We scheduled an extra day for a trip down the river, to see some of the sights we didn't get a chance to on our earlier trip.  There is quite a bit of traffic on the river, mostly in the long, narrow river boats seen here.  Most of the motors are the "mud buddy" homemade type, but a few do have real outboard motors.  They tie up and launch from the makeshift docks here, it's pretty much a free-for-all.  Several tour companies also operate out of here, and we selected one so that we didn't end up with an "African Queen" type of experience.

At our first stop, we tied up on a mud bank.  A few months ago, this was all under water, and the mud oozes down from the runoff.  The mud is quite unstable, and we saw a lot of it falling off into the river, hence the brown color of the water.

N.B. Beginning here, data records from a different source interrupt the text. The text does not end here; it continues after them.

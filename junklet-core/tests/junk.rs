//! Behaviour of `junk`: every spec shape, sizing and exclusion.
//!
//! Most checks run many draws; a seeded generator keeps failures replayable.

mod common;

use std::collections::HashSet;

use common::{generator, hex_regex, int, list, string};
use junklet_core::{junk, JunkError, JunkOptions, Spec, Value};
use pretty_assertions::assert_eq;
use rand::Rng;

const TRIALS: usize = 200;

// =============================================================================
// Hex
// =============================================================================

#[test]
fn default_junk_is_32_hex_digits() {
    let re = hex_regex(32);
    for _ in 0..TRIALS {
        let value = junk(Spec::Hex, JunkOptions::new()).unwrap();
        assert!(re.is_match(string(&value)), "{:?}", value);
    }
}

#[test]
fn junk_is_not_cached() {
    let seen: HashSet<String> = (0..1000)
        .map(|_| string(&junk(Spec::Hex, JunkOptions::new()).unwrap()).to_string())
        .collect();
    assert_eq!(seen.len(), 1000);
}

#[test]
fn default_spec_is_hex() {
    let mut gen = generator();
    let value = gen.junk(Spec::default(), JunkOptions::new()).unwrap();
    assert!(hex_regex(32).is_match(string(&value)), "seed {}", gen.seed());
}

#[test]
fn hex_size_sets_length() {
    let mut gen = generator();
    let value = gen.junk(Spec::Hex, JunkOptions::new().size(3)).unwrap();
    assert!(hex_regex(3).is_match(string(&value)), "seed {}", gen.seed());
}

#[test]
fn integer_spec_sizes_the_string() {
    let mut gen = generator();
    let little = gen.junk(Spec::Length(5), JunkOptions::new()).unwrap();
    let big = gen.junk(Spec::Length(100), JunkOptions::new()).unwrap();

    assert!(hex_regex(5).is_match(string(&little)), "seed {}", gen.seed());
    assert!(hex_regex(100).is_match(string(&big)), "seed {}", gen.seed());
}

#[test]
fn classified_integer_spec_sizes_the_string() {
    let spec = Spec::try_from(Value::Int(5)).unwrap();
    let value = junk(spec, JunkOptions::new()).unwrap();
    assert!(hex_regex(5).is_match(string(&value)));
}

#[test]
fn length_with_size_repeats() {
    let mut gen = generator();
    let values = list(gen.junk(Spec::Length(4), JunkOptions::new().size(3)).unwrap());
    assert_eq!(values.len(), 3);
    for value in &values {
        assert!(hex_regex(4).is_match(string(value)), "seed {}", gen.seed());
    }
}

#[test]
fn hex_excludes_values() {
    let mut gen = generator();
    let not_f: Vec<String> = "0123456789abcde".chars().map(String::from).collect();
    for _ in 0..TRIALS {
        let value = gen
            .junk(Spec::Hex, JunkOptions::new().size(1).exclude_any(not_f.clone()))
            .unwrap();
        assert_eq!(value, Value::from("f"), "seed {}", gen.seed());
    }
}

#[test]
fn length_excludes_values() {
    let mut gen = generator();
    for _ in 0..TRIALS {
        let value = gen
            .junk(Spec::Length(1), JunkOptions::new().exclude_if(|v| string(v) != "a"))
            .unwrap();
        assert_eq!(value, Value::from("a"), "seed {}", gen.seed());
    }
}

#[test]
fn length_with_size_filters_each_element() {
    let mut gen = generator();
    let values = list(
        gen.junk(
            Spec::Length(1),
            JunkOptions::new().size(5).exclude_if(|v| string(v) != "0"),
        )
        .unwrap(),
    );
    assert_eq!(values, vec![Value::from("0"); 5], "seed {}", gen.seed());
}

// =============================================================================
// Sequences and enumerables
// =============================================================================

fn abc() -> Vec<Value> {
    vec![Value::sym("a"), Value::sym("b"), Value::sym("c")]
}

#[test]
fn sequence_samples_an_element() {
    let mut gen = generator();
    for _ in 0..TRIALS {
        let value = gen.junk(Spec::sequence(abc()), JunkOptions::new()).unwrap();
        assert!(abc().contains(&value), "seed {}: {:?}", gen.seed(), value);
    }
}

#[test]
fn sequence_excludes_values() {
    let mut gen = generator();
    for _ in 0..TRIALS {
        let value = gen
            .junk(
                Spec::sequence(abc()),
                JunkOptions::new().exclude(vec![Value::sym("a"), Value::sym("b")]),
            )
            .unwrap();
        assert_eq!(value, Value::sym("c"), "seed {}", gen.seed());
    }
}

#[test]
fn sequence_with_size_repeats() {
    let mut gen = generator();
    let values = list(gen.junk(Spec::sequence([0, 1, 2]), JunkOptions::new().size(3)).unwrap());
    assert_eq!(values.len(), 3);
    assert!(values.iter().all(|v| (0..=2).contains(&int(v))), "seed {}", gen.seed());
}

#[test]
fn empty_sequence_fails() {
    let err = junk(Spec::sequence(Vec::<Value>::new()), JunkOptions::new()).unwrap_err();
    assert_eq!(err, JunkError::EmptyCollection("sequence"));
}

#[test]
fn range_samples_an_element() {
    let mut gen = generator();
    for _ in 0..TRIALS {
        let value = gen.junk(Spec::range(0..=2), JunkOptions::new()).unwrap();
        assert!((0..=2).contains(&int(&value)), "seed {}", gen.seed());
    }
}

#[test]
fn range_with_size_repeats() {
    let mut gen = generator();
    let values = list(gen.junk(Spec::range(0..=2), JunkOptions::new().size(3)).unwrap());
    assert_eq!(values.len(), 3);
    assert!(values.iter().all(|v| (0..=2).contains(&int(v))), "seed {}", gen.seed());
}

#[test]
fn lazy_iterator_is_materialized() {
    let mut gen = generator();
    let evens = (0..10).filter(|i| i % 2 == 0);
    let value = gen.junk(Spec::range(evens), JunkOptions::new()).unwrap();
    assert_eq!(int(&value) % 2, 0, "seed {}", gen.seed());
}

#[test]
fn range_excludes_values() {
    let mut gen = generator();
    for _ in 0..TRIALS {
        let value = gen.junk(Spec::range(0..3), JunkOptions::new().exclude(2)).unwrap();
        assert!((0..2).contains(&int(&value)), "seed {}", gen.seed());
    }
}

#[test]
fn range_with_size_filters_each_element() {
    let mut gen = generator();
    let values = list(
        gen.junk(Spec::range(0..3), JunkOptions::new().size(4).exclude(2))
            .unwrap(),
    );
    assert_eq!(values.len(), 4);
    assert!(values.iter().all(|v| (0..2).contains(&int(v))), "seed {}", gen.seed());
}

#[test]
fn empty_range_fails() {
    let err = junk(Spec::range(0..0), JunkOptions::new()).unwrap_err();
    assert_eq!(err, JunkError::EmptyCollection("enumerable"));
}

// =============================================================================
// Thunks
// =============================================================================

#[test]
fn thunk_is_called() {
    let value = junk(
        Spec::thunk(|| rand::thread_rng().gen_range(0..3)),
        JunkOptions::new(),
    )
    .unwrap();
    assert!((0..3).contains(&int(&value)));
}

#[test]
fn thunk_with_size_is_called_size_times() {
    let mut calls = 0;
    let values = list(
        junk(
            Spec::thunk(|| {
                calls += 1;
                rand::thread_rng().gen_range(0..3)
            }),
            JunkOptions::new().size(3),
        )
        .unwrap(),
    );
    assert_eq!(values.len(), 3);
    assert_eq!(calls, 3);
    assert!(values.iter().all(|v| (0..3).contains(&int(v))));
}

#[test]
fn thunk_results_are_filtered_individually() {
    let mut gen = generator();
    let mut next = 0;
    let values = list(
        gen.junk(
            Spec::thunk(|| {
                next += 1;
                next % 3
            }),
            JunkOptions::new().size(4).exclude(0),
        )
        .unwrap(),
    );
    assert_eq!(values, vec![Value::Int(1), Value::Int(2), Value::Int(1), Value::Int(2)]);
}

// =============================================================================
// Int
// =============================================================================

#[test]
fn int_is_non_negative_by_default() {
    let mut gen = generator();
    for _ in 0..TRIALS {
        let value = gen.junk(Spec::Int, JunkOptions::new()).unwrap();
        assert!(int(&value) >= 0, "seed {}", gen.seed());
    }
}

#[test]
fn int_respects_min_and_max() {
    let mut gen = generator();
    let coins: HashSet<i64> = (0..TRIALS)
        .map(|_| int(&gen.junk(Spec::Int, JunkOptions::new().min(0).max(1)).unwrap()))
        .collect();
    assert_eq!(coins, HashSet::from([0, 1]), "seed {}", gen.seed());
}

#[test]
fn int_size_limits_digits() {
    let mut gen = generator();
    for _ in 0..TRIALS {
        let digit = int(&gen.junk(Spec::Int, JunkOptions::new().size(1)).unwrap());
        assert!((0..10).contains(&digit), "seed {}", gen.seed());

        let three = int(&gen.junk(Spec::Int, JunkOptions::new().size(3)).unwrap());
        assert!((100..1000).contains(&three), "seed {}", gen.seed());
    }
}

#[test]
fn int_exclude_predicate() {
    let mut gen = generator();
    for _ in 0..TRIALS {
        let value = gen
            .junk(
                Spec::Int,
                JunkOptions::new()
                    .min(0)
                    .max(10)
                    .exclude_if(|v| v.as_int().map_or(false, |i| i % 2 == 1)),
            )
            .unwrap();
        assert_eq!(int(&value) % 2, 0, "seed {}", gen.seed());
    }
}

#[test]
fn int_exclude_value_forces_the_other() {
    let mut gen = generator();
    let heads = 0;
    let tails = 1;
    for _ in 0..TRIALS {
        let coin_heads = gen.junk(Spec::Int, JunkOptions::new().max(1).exclude(tails)).unwrap();
        let coin_tails = gen.junk(Spec::Int, JunkOptions::new().max(1).exclude(heads)).unwrap();
        assert_eq!(int(&coin_heads), heads, "seed {}", gen.seed());
        assert_eq!(int(&coin_tails), tails, "seed {}", gen.seed());
    }
}

#[test]
fn int_min_above_max_fails() {
    let err = junk(Spec::Int, JunkOptions::new().min(5).max(1)).unwrap_err();
    assert_eq!(err, JunkError::InvalidBounds { minimum: 5, maximum: 1 });
}

#[test]
fn int_zero_digits_fails() {
    let err = junk(Spec::Int, JunkOptions::new().size(0)).unwrap_err();
    assert_eq!(err, JunkError::InvalidDigits(0));
}

#[test]
fn int_from_tag() {
    let spec = Spec::try_from(Value::sym("int")).unwrap();
    let value = junk(spec, JunkOptions::new().min(3).max(3)).unwrap();
    assert_eq!(value, Value::Int(3));
}

// =============================================================================
// Bool
// =============================================================================

#[test]
fn bool_is_true_or_false() {
    let mut gen = generator();
    let seen: HashSet<bool> = (0..TRIALS)
        .map(|_| gen.junk(Spec::Bool, JunkOptions::new()).unwrap().as_bool().unwrap())
        .collect();
    assert_eq!(seen, HashSet::from([true, false]), "seed {}", gen.seed());
}

#[test]
fn bool_exclude_true_is_false() {
    let mut gen = generator();
    for _ in 0..TRIALS {
        let value = gen.junk(Spec::Bool, JunkOptions::new().exclude(true)).unwrap();
        assert_eq!(value, Value::Bool(false), "seed {}", gen.seed());
    }
}

#[test]
fn bool_with_size_repeats() {
    let values = list(junk(Spec::Bool, JunkOptions::new().size(5)).unwrap());
    assert_eq!(values.len(), 5);
    assert!(values.iter().all(|v| v.as_bool().is_some()));
}

// =============================================================================
// Exclusion budget and classification errors
// =============================================================================

#[test]
fn excluding_everything_is_unsatisfiable() {
    let err = junk(
        Spec::Int,
        JunkOptions::new().min(0).max(1).exclude_any([0, 1]),
    )
    .unwrap_err();
    assert_eq!(
        err,
        JunkError::ExclusionUnsatisfiable {
            spec: "int",
            attempts: junklet_core::options::DEFAULT_MAX_ATTEMPTS,
        }
    );
}

#[test]
fn attempt_budget_is_configurable() {
    let err = junk(
        Spec::Bool,
        JunkOptions::new().exclude_if(|_| true).max_attempts(3),
    )
    .unwrap_err();
    assert_eq!(err, JunkError::ExclusionUnsatisfiable { spec: "bool", attempts: 3 });
}

#[test]
fn zero_attempt_budget_still_draws_once() {
    let value = junk(
        Spec::Bool,
        JunkOptions::new().exclude(Value::Nil).max_attempts(0),
    )
    .unwrap();
    assert!(value.as_bool().is_some());

    let err = junk(
        Spec::Bool,
        JunkOptions::new().exclude_if(|_| true).max_attempts(0),
    )
    .unwrap_err();
    assert_eq!(err, JunkError::ExclusionUnsatisfiable { spec: "bool", attempts: 1 });
}

#[test]
fn exclusion_predicate_borrows_locals() {
    let mut gen = generator();
    let taken: HashSet<Value> = (0..9).map(Value::Int).collect();
    for _ in 0..TRIALS {
        let value = gen
            .junk(
                Spec::Int,
                JunkOptions::new().max(9).exclude_if(|v| taken.contains(v)),
            )
            .unwrap();
        assert_eq!(int(&value), 9, "seed {}", gen.seed());
    }
}

#[test]
fn unsatisfiable_element_fails_whole_list() {
    let err = junk(
        Spec::sequence([1]),
        JunkOptions::new().size(3).exclude(1).max_attempts(10),
    )
    .unwrap_err();
    assert_eq!(err, JunkError::ExclusionUnsatisfiable { spec: "sequence", attempts: 10 });
}

#[test]
fn unsupported_specs_are_rejected() {
    for value in [Value::Str("hex".into()), Value::Bool(false), Value::sym("float")] {
        assert!(matches!(
            Spec::try_from(value),
            Err(JunkError::UnsupportedSpecKind(_))
        ));
    }
}

#[test]
fn junk_at_definition_time() {
    // Values may be generated outside any test body and captured later.
    let metaname = junk(Spec::Hex, JunkOptions::new()).unwrap();
    let captured = move || metaname.clone();
    assert!(hex_regex(32).is_match(string(&captured())));
}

Lots of fauna and flora to see.  Many trees are entwined with the "strangler" vines as shown here.  Today there was a light overcast, and it took the edge off the heat, and made it a very nice day - but there's no escaping the humidity - it's like Mississippi in the summer.

Our first stop was a "canopy tour", with narrow cable bridges strung between big trees.  We got a good look at the forest from up high - about 60ft off the ground, and it really gives a different perspective.  I took a good look at the cables and bridge before Hna. J was allowed to cross.

Here's the 2 adventurers making their way across another section.

 Part of the adventure was a zipline through the trees.  Again, after a good inspection, Hna. J harnessed up and was the first one across.

There she goes -  -  -

 And here she comes again.  Never hesitated for a second.

All that adventuring earns a good rest and a little time in the shade before lunch.

The experiences never stop.  Fearless and intrepid Amazon explorer "Buckshot" heads downriver in search of new adventures.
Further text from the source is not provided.